▸ WORK INSTRUCTIONS: The entries below should be written out again exactly as they stand.

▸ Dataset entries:
"""

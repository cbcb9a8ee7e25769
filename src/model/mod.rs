//! Data model for rooted phylogenetic trees.
//!
//! # Tree representation
//! Trees are represented by [PhyloTree], which uses the arena pattern to store
//! [Vertex] nodes referenced by [VertexIndex]. Vertices may have any number of
//! children and carry an optional name and [BranchLength].
//!
//! The arena is what makes destructive clustering safe: detaching a vertex
//! never frees or moves it, so a pruned copy of a tree still shares every
//! index with the untouched original.
//!
//! # Building trees
//! Trees are typically constructed during parsing via the [TreeBuilder]
//! trait, which decouples the Newick parser from the tree type:
//!
//! - [PhyloTreeBuilder] → [PhyloTree]

pub mod phylo_tree_builder;
pub mod tree;
pub mod tree_builder;
pub mod vertex;

pub use phylo_tree_builder::PhyloTreeBuilder;
pub use tree::{NodeId, PhyloTree, VertexIndex};
pub use tree_builder::TreeBuilder;
pub use vertex::{BranchLength, Vertex};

"""

▸ TASK SOLUTION:
repository cbcb9a8ee7e25769
filename src/model/mod.rs
//! Data model for rooted phylogenetic trees.
//!
//! # Tree representation
//! Trees are represented by [PhyloTree], which uses the arena pattern to store
//! [Vertex] nodes referenced by [VertexIndex]. Vertices may have any number of
//! children and carry an optional name and [BranchLength].
//!
//! The arena is what makes destructive clustering safe: detaching a vertex
//! never frees or moves it, so a pruned copy of a tree still shares every
//! index with the untouched original.
//!
//! # Building trees
//! Trees are typically constructed during parsing via the [TreeBuilder]
//! trait, which decouples the Newick parser from the tree type:
//!
//! - [PhyloTreeBuilder] → [PhyloTree]

pub mod phylo_tree_builder;
pub mod tree;
pub mod tree_builder;
pub mod vertex;

pub use phylo_tree_builder::PhyloTreeBuilder;
pub use tree::{NodeId, PhyloTree, VertexIndex};
pub use tree_builder::TreeBuilder;
pub use vertex::{BranchLength, Vertex};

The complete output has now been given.